MISANO ADRIATICO (RIMINI) – Gli esplode in tasca la sigaretta elettronica e finisce in Pronto Soccorso con un’ustione di secondo grado ad una mano e ad una gamba oltre ad una ferita alla testa che ha richiesto 50 punti di sutura.

Protagonista della vicenda un 25enne riminese residente a Misano Adriatico.

Dopo aver messo in tasca il dispositivo elettronico, il giovane era uscito per recarsi al lavoro, quando improvvisamente l’apparecchio gli è esploso nei pantaloni e una fiammata gli ha avvolto la gamba sinistra.
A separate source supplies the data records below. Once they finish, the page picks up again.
use std::path::PathBuf;
use std::time::Duration;

use bgplens_types::{DumpType, Record};

use crate::cancel::CancelToken;
use crate::error::Result;

/// Provenance metadata for one source dump file, independent of how the
/// catalog discovered it.
#[derive(Debug, Clone, PartialEq, Eq)]
pub struct DumpMeta {
    pub path: PathBuf,
    pub project: String,
    pub collector: String,
    pub dump_type: DumpType,
    /// When the dump file was produced, epoch seconds
    pub dump_time: u32,
}

/// A source of dump-file metadata: a directory scan, a CSV index, anything
/// that can be re-enumerated to discover freshly arrived dumps.
///
/// Enumeration must be repeatable; the caller tracks which paths it has
/// already consumed.
pub trait DumpCatalog: Send {
    fn enumerate(&mut self) -> Result<Vec<DumpMeta>>;
}

/// Pull contract between the session and a data backend.
pub trait DataBackend: Send {
    /// Produce the next record, or `Ok(None)` when all currently known
    /// data is exhausted. Must never suspend.
    fn next_record(&mut self) -> Result<Option<Record>>;

    /// Wait up to `budget` for new data to appear, returning `Ok(true)` if
    /// a subsequent `next_record` may yield something. Must poll the token
    /// and return promptly once it is cancelled.
    fn await_new_data(&mut self, token: &CancelToken, budget: Duration) -> Result<bool>;
}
Nel tentativo di disfarsi del dispositivo ancora in fiamme, ha preso la sigaretta elettronica con la mano ma a causa del dolore e dello spavento ha perso l’equilibrio, cadendo a terra e sbattendo la testa su una fioriera. 
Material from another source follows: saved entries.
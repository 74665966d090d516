use std::io::{self, Write as _};

use anyhow::{Context, Result, anyhow};
use bgplens_backends::{BackendId, backend_by_name, default_backend, metadata, option_by_name, options_for};
use bgplens_stream::{CancelToken, Session};
use bgplens_types::{FilterKind, FilterSet, RecordStatus};

use crate::args::{self, Cli, OptionArg};
use crate::config::Config;
use crate::console;
use crate::render::{self, FixedBuf};

// Command-line safety bounds; the filter set itself is unbounded.
const PROJECT_CMD_MAX: usize = 10;
const COLLECTOR_CMD_MAX: usize = 100;
const TYPE_CMD_MAX: usize = 10;
const WINDOW_CMD_MAX: usize = 1024;
const OPTION_CMD_MAX: usize = 1024;

/// Drive one retrieval session from parsed arguments; returns the process
/// exit code for non-error completions.
pub fn run(cli: Cli) -> Result<i32> {
    let config = Config::load(cli.config.as_deref())?;

    let interface = match resolve_interface(&cli, &config) {
        Ok(id) => id,
        Err(msg) => return usage_error(&msg),
    };

    // '-o ?' lists the selected interface's options and stops there
    if cli.options.iter().any(|o| matches!(o, OptionArg::List)) {
        print_interface_options(interface);
        args::print_usage();
        return Ok(0);
    }

    if let Some(msg) = capacity_overflow(&cli) {
        return usage_error(&msg);
    }
    if cli.windows.is_empty() {
        return usage_error("At least one time window must be specified using -w");
    }

    let mut session = Session::new();
    session.select_backend(interface)?;

    // config-file option defaults first, then -o pairs (last wins)
    if let Some(defaults) = config.interfaces.get(metadata(interface).name) {
        for (name, value) in defaults {
            let handle = option_by_name(interface, name).ok_or_else(|| {
                anyhow!(
                    "Invalid option '{}' for data interface '{}' in config",
                    name,
                    metadata(interface).name
                )
            })?;
            session.set_option(handle, value.clone())?;
        }
    }
    for option in &cli.options {
        let OptionArg::Set { name, value } = option else {
            continue;
        };
        match option_by_name(interface, name) {
            Some(handle) => session.set_option(handle, value.clone())?,
            None => {
                return usage_error(&format!(
                    "Invalid option '{}' for data interface '{}'",
                    name,
                    metadata(interface).name
                ));
            }
        }
    }

    let mut filters = FilterSet::new();
    for project in &cli.projects {
        filters.add_filter(FilterKind::Project, project);
    }
    for collector in &cli.collectors {
        filters.add_filter(FilterKind::Collector, collector);
    }
    for record_type in &cli.record_types {
        filters.add_filter(FilterKind::RecordType, record_type);
    }
    for window in &cli.windows {
        filters.add_window(*window);
    }
    if let Some(period) = cli.rib_period {
        filters.set_rib_period(period);
    }

    session.set_blocking(cli.blocking)?;
    session.start(filters)?;

    let token = CancelToken::new();
    {
        let handle = token.clone();
        ctrlc::set_handler(move || handle.cancel())
            .context("cannot install interrupt handler")?;
    }

    let record_output = cli.record_output || !(cli.native_output || cli.elem_output);
    drain_session(&cli, record_output, session, &token)
}

/// The retrieval loop: pull, render, release, repeat.
fn drain_session(
    cli: &Cli,
    record_output: bool,
    mut session: Session,
    token: &CancelToken,
) -> Result<i32> {
    let stdout = io::stdout();
    let mut out = stdout.lock();
    let mut elem_buf = FixedBuf::new(render::ELEM_BUF_LEN);

    loop {
        let Some(record) = session.next_record(token)? else {
            break;
        };

        if record_output {
            writeln!(out, "{}", render::record_line(&record))?;
        }
        if record.status != RecordStatus::Valid {
            continue;
        }
        if cli.native_output {
            for raw in &record.raw {
                writeln!(out, "{}", raw)?;
            }
        }
        if cli.elem_output {
            let mut cursor = record.elem_cursor();
            while let Some(elem) = cursor.next() {
                match render::elem_line(elem, &mut elem_buf) {
                    Ok(line) => writeln!(out, "{}", line)?,
                    Err(_) => {
                        // surface what fit, then abort rather than emit an
                        // incomplete-looking stream
                        console::error("Failed to construct elem string");
                        eprintln!("Elem string: {}", elem_buf.as_str());
                        session.stop();
                        return Ok(1);
                    }
                }
            }
        }
    }

    session.stop();
    Ok(0)
}

fn resolve_interface(cli: &Cli, config: &Config) -> std::result::Result<BackendId, String> {
    let name = cli
        .interface
        .as_deref()
        .or(config.default_interface.as_deref());
    match name {
        Some(name) => backend_by_name(name)
            .ok_or_else(|| format!("Invalid data interface name '{}'", name)),
        None => Ok(default_backend()),
    }
}

fn capacity_overflow(cli: &Cli) -> Option<String> {
    let over = |what: &str, len: usize, max: usize| {
        (len > max).then(|| {
            format!(
                "A maximum of {} {} can be specified on the command line",
                max, what
            )
        })
    };
    over("projects", cli.projects.len(), PROJECT_CMD_MAX)
        .or_else(|| over("collectors", cli.collectors.len(), COLLECTOR_CMD_MAX))
        .or_else(|| over("types", cli.record_types.len(), TYPE_CMD_MAX))
        .or_else(|| over("windows", cli.windows.len(), WINDOW_CMD_MAX))
        .or_else(|| over("interface options", cli.options.len(), OPTION_CMD_MAX))
}

fn usage_error(msg: &str) -> Result<i32> {
    console::error(msg);
    args::print_usage();
    Ok(1)
}

fn print_interface_options(id: BackendId) {
    eprintln!("Data interface options for '{}':", metadata(id).name);
    let options = options_for(id);
    if options.is_empty() {
        eprintln!("   [NONE]");
    } else {
        for option in options {
            eprintln!("   {:<15}{}", option.name, option.description);
        }
    }
    eprintln!();
}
Trasportato al Pronto Soccorso di Riccione, è stato dimesso con un 50 punti di sutura e 10 giorni di prognosi.

Il giovane, un operaio che si occupa di termoidraulica, ha denunciato, attraverso il suo legale, il produttore cinese e il distributore italiano della marca di sigarette elettroniche perché “possono essere rischiose per l’incolumità delle persone”.